We are developing the social individualist meta-context for the future. From the very serious to the extremely frivolous... lets see what is on the mind of the Samizdata people.

Samizdata, derived from Samizdat /n. - a system of clandestine publication of banned literature in the USSR [Russ.,= self-publishing house]

Frank Johnson RIP

Frank Johnson (journalist, editor, columnist and all round newspaper man) has died at the age of 63.

Mr Johnson was of working class origins in the East End of London and left school at 16. However, he never viewed any of this as a reason why he should be hostile to high culture and from his boyhood was a great admirer of opera and ballet. Indeed Frank Johnson was fond of pointing out that many individuals among the working classes were once a lot more cultured than their self declared friends of more fortunate birth gave them credit for, with (for example) the biggest sales among early recordings of music being for serious works, and many men whose hands were hard often being also very well read.

Mr Johnson was no friend of the left – either in the Labour party, or of those in the Conservative party who were patronising statists (always out to ‘help’ the poor with more government spending, taxes and regulations).

Nor was Mr Johnson afraid to write unpopular things. For example he pointed out that for working men in the south of England and in the Midlands, the 1930’s were not a time of collapse, indeed that Britain did better in terms of the rise of real incomes in the 1930’s than National Socialist Germany – and vastly better than FDR’s vaunted ‘New Deal’ United States.

As for the sacred cow of British politics – the Welfare State, Frank Johnson pointed out that it is not a matter of it being “something designed in the 1940’s which must be adapted for changing times” (as cowardly people on the conservative side of British politics used to like to put it), but something that had a powerful negative side from day one, both collectivising hospitals that had been provided free for the poor by charitable effort and helping to destroy the tradition of self help and mutual aid that had once been the greatest aspect of the working classes (of course such things as the Friendly Society movement had been undermined by government activities all the way back to the early schemes of the ‘New Liberal’ government that was elected in 1906).

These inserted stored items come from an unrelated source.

//! Instrument response: spectral convolution and resampling.
//!
//! An [`Instrument`] holds a normalized Gaussian convolution kernel built
//! from the instrument resolution and the output wavenumber grid the
//! measurement is reported on. Applying it smooths a monochromatic spectrum
//! to instrument resolution and interpolates it onto the output grid. The
//! apply path is generic over [`Scalar`] so derivatives propagate through
//! it unchanged.

use smallvec::SmallVec;

use crate::dual::Scalar;
use crate::error::{ModelError, Result};
use crate::lineshape::check_grid;

/// FWHM of a Gaussian in units of its standard deviation: 2·√(2 ln 2).
const FWHM_PER_SIGMA: f64 = 2.354_820_045_030_949;

/// Default kernel support in standard deviations on each side.
const DEFAULT_KERNEL_HALFWIDTH_SIGMAS: f64 = 5.0;

/// An instrument response operator: normalized kernel plus output grid.
#[derive(Debug, Clone)]
pub struct Instrument {
    /// Symmetric kernel, odd length, sums to 1.
    kernel: SmallVec<[f64; 64]>,
    /// Input grid spacing the kernel was built for, cm⁻¹.
    grid_spacing: f64,
    /// Output wavenumber grid in cm⁻¹, strictly increasing.
    output_grid: Vec<f64>,
}

impl Instrument {
    /// Build a Gaussian response with the default ±5σ kernel support.
    ///
    /// `fwhm` is the instrument resolution and `grid_spacing` the spacing of
    /// the (uniform) high-resolution grid the kernel will be applied on,
    /// both in cm⁻¹.
    pub fn gaussian(fwhm: f64, grid_spacing: f64, output_grid: Vec<f64>) -> Result<Self> {
        Self::gaussian_with_halfwidth(fwhm, grid_spacing, output_grid, DEFAULT_KERNEL_HALFWIDTH_SIGMAS)
    }

    /// Build a Gaussian response with kernel support ±`halfwidth_sigmas`·σ.
    ///
    /// The truncated kernel is re-normalized so its weights sum to exactly 1
    /// regardless of the truncation point.
    pub fn gaussian_with_halfwidth(
        fwhm: f64,
        grid_spacing: f64,
        output_grid: Vec<f64>,
        halfwidth_sigmas: f64,
    ) -> Result<Self> {
        if !(fwhm.is_finite() && fwhm > 0.) {
            return Err(ModelError::InvalidInput(format!(
                "instrument FWHM must be positive, got {fwhm}"
            )));
        }
        if !(grid_spacing.is_finite() && grid_spacing > 0.) {
            return Err(ModelError::InvalidInput(format!(
                "grid spacing must be positive, got {grid_spacing}"
            )));
        }
        if !(halfwidth_sigmas.is_finite() && halfwidth_sigmas > 0.) {
            return Err(ModelError::InvalidInput(format!(
                "kernel half width must be positive, got {halfwidth_sigmas} σ"
            )));
        }
        check_grid(&output_grid)?;

        let sigma_points = fwhm / grid_spacing / FWHM_PER_SIGMA;
        let half = (halfwidth_sigmas * sigma_points).ceil() as i64;

        let mut kernel: SmallVec<[f64; 64]> = (-half..=half)
            .map(|j| {
                let u = j as f64 / sigma_points;
                f64::exp(-0.5 * u * u)
            })
            .collect();
        let sum: f64 = kernel.iter().sum();
        for w in kernel.iter_mut() {
            *w /= sum;
        }

        Ok(Self {
            kernel,
            grid_spacing,
            output_grid,
        })
    }

    /// The normalized convolution kernel.
    pub fn kernel(&self) -> &[f64] {
        &self.kernel
    }

    /// The output wavenumber grid in cm⁻¹.
    pub fn output_grid(&self) -> &[f64] {
        &self.output_grid
    }

    /// Convolve `spectrum` (sampled on `input_grid`) with the kernel and
    /// resample onto the output grid.
    ///
    /// `input_grid` must be uniform with the spacing the kernel was built
    /// for. The convolution is same-length with zero padding beyond the
    /// edges, so convolved values within the kernel half-width of an edge
    /// are attenuated; the resampling (Catmull-Rom cubic) additionally
    /// needs one support point on each side. Output points whose cubic
    /// support touches the attenuated margin, i.e. outside
    /// `[input_grid[half+1], input_grid[n-2-half]]` for kernel half-width
    /// `half`, are rejected.
    pub fn apply<S: Scalar>(&self, input_grid: &[f64], spectrum: &[S]) -> Result<Vec<S>> {
        check_grid(input_grid)?;
        let n = input_grid.len();
        let half = self.kernel.len() / 2;
        if spectrum.len() != n {
            return Err(ModelError::InconsistentInputs(
                "spectrum length differs from its grid",
            ));
        }
        if n < 2 * half + 4 {
            return Err(ModelError::InconsistentInputs(
                "input grid shorter than the kernel support plus cubic stencil",
            ));
        }
        let h = (input_grid[n - 1] - input_grid[0]) / (n - 1) as f64;
        let uniform = input_grid
            .windows(2)
            .all(|w| ((w[1] - w[0]) - h).abs() <= 1e-6 * h);
        if !uniform || ((h - self.grid_spacing) / self.grid_spacing).abs() > 1e-6 {
            return Err(ModelError::InconsistentInputs(
                "input grid is not uniform with the kernel's spacing",
            ));
        }

        let convolved = self.convolve(spectrum);

        let min = input_grid[half + 1];
        let max = input_grid[n - 2 - half];
        self.output_grid
            .iter()
            .map(|&nu| {
                if nu < min || nu > max {
                    return Err(ModelError::OutOfDomain {
                        value: nu,
                        min,
                        max,
                    });
                }
                let j = (((nu - input_grid[0]) / h).floor() as usize).clamp(1, n - 3);
                let t = (nu - (input_grid[0] + h * j as f64)) / h;
                Ok(catmull_rom(
                    convolved[j - 1],
                    convolved[j],
                    convolved[j + 1],
                    convolved[j + 2],
                    t,
                ))
            })
            .collect()
    }

    /// Same-length convolution with zero padding beyond the edges.
    fn convolve<S: Scalar>(&self, spectrum: &[S]) -> Vec<S> {
        let half = self.kernel.len() / 2;
        let n = spectrum.len();
        (0..n)
            .map(|i| {
                let mut acc = S::constant(0.);
                for (j, &weight) in self.kernel.iter().enumerate() {
                    // index into the spectrum, offset so kernel center lands on i
                    let k = i as i64 + j as i64 - half as i64;
                    if (0..n as i64).contains(&k) {
                        acc = acc + spectrum[k as usize] * weight;
                    }
                }
                acc
            })
            .collect()
    }
}

/// Catmull-Rom cubic through four equally spaced points, evaluated at
/// fractional position `t` ∈ [0, 1] between `p1` and `p2`.
fn catmull_rom<S: Scalar>(p0: S, p1: S, p2: S, p3: S, t: f64) -> S {
    let a = p1 * 2.0;
    let b = p2 - p0;
    let c = p0 * 2.0 - p1 * 5.0 + p2 * 4.0 - p3;
    let d = p1 * 3.0 - p0 - p2 * 3.0 + p3;
    (a + (b + (c + d * t) * t) * t) * 0.5
}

Even the supposed higher living standards of the 1940’s being an illusion – the war time “prosperity” (boasted of by upper class leftists like A.W. Benn) being a matter of American aid and eating our overseas investments. And the post war time being a matter of rigged stats (claiming that wages were higher than the 1930’s whilst ignoring real inflation – i.e. the black market price of rationed goods) and neglecting future investment. Although it is worth remembering that government spending on the Welfare State started off in a very small way (the real economic harm of the late 1940’s being nationalization, general high taxes and high government spending and the vast web of regulations by which the “educated” men in Whitehall told everyone else what to do and what to do). The real growth of the Welfare State and, more imporantly the changes it was making in the British character (as opposed to such things as the decline of the Friendly Societies and other voluntary associations), did not really even start to be seen till the 1960’s

Mr Johnson remembered the “stoicism of the London working class” (of course he accepted it was more than the London working class – but he was a Londoner), as to what there is now it is best to say nothing.

I will miss Frank Johnson.

3 comments to Frank Johnson RIP

  • Paul

    Maybe a Frank Johnson Reader could be done, before he and his writings and his time is forgotten, or worse, distorted.

  • Johnathan Pearce

    Nice article, Paul. I met Frank about half a dozen times and he was a pleasant fellow, rather shy, I thought. You are right to stress his relatively humble origins because, arguably, journalism has become a less meritocratic profession in some ways since Frank’s time. The days when a guy could start as a messenger boy and end up as a senior corro or editor are a long way gone. It is now dominated by people who had to enter as graduate trainees. The old apprenticeship route via your local paper, then a wire, then a national paper, are waning. Maybe the internet will have an effect on this, too.

    Frank was a great opera and classical music buff, and his parliamentary sketches were excellent. This is a sad day for quality journalism. RIP.

  • jonathan riley

    I have only just learned of this sad news from reading this blog. Frank Johnson was a pleasure to read–back in the days when i used to read the print media. I would generally look out for the two Johnsons in spectator magazine and would read every word of Frank’s as a mirthful but–as time has proven–memorable aperitif to Paul and the other writers. I’m sorry to hear of his passing away.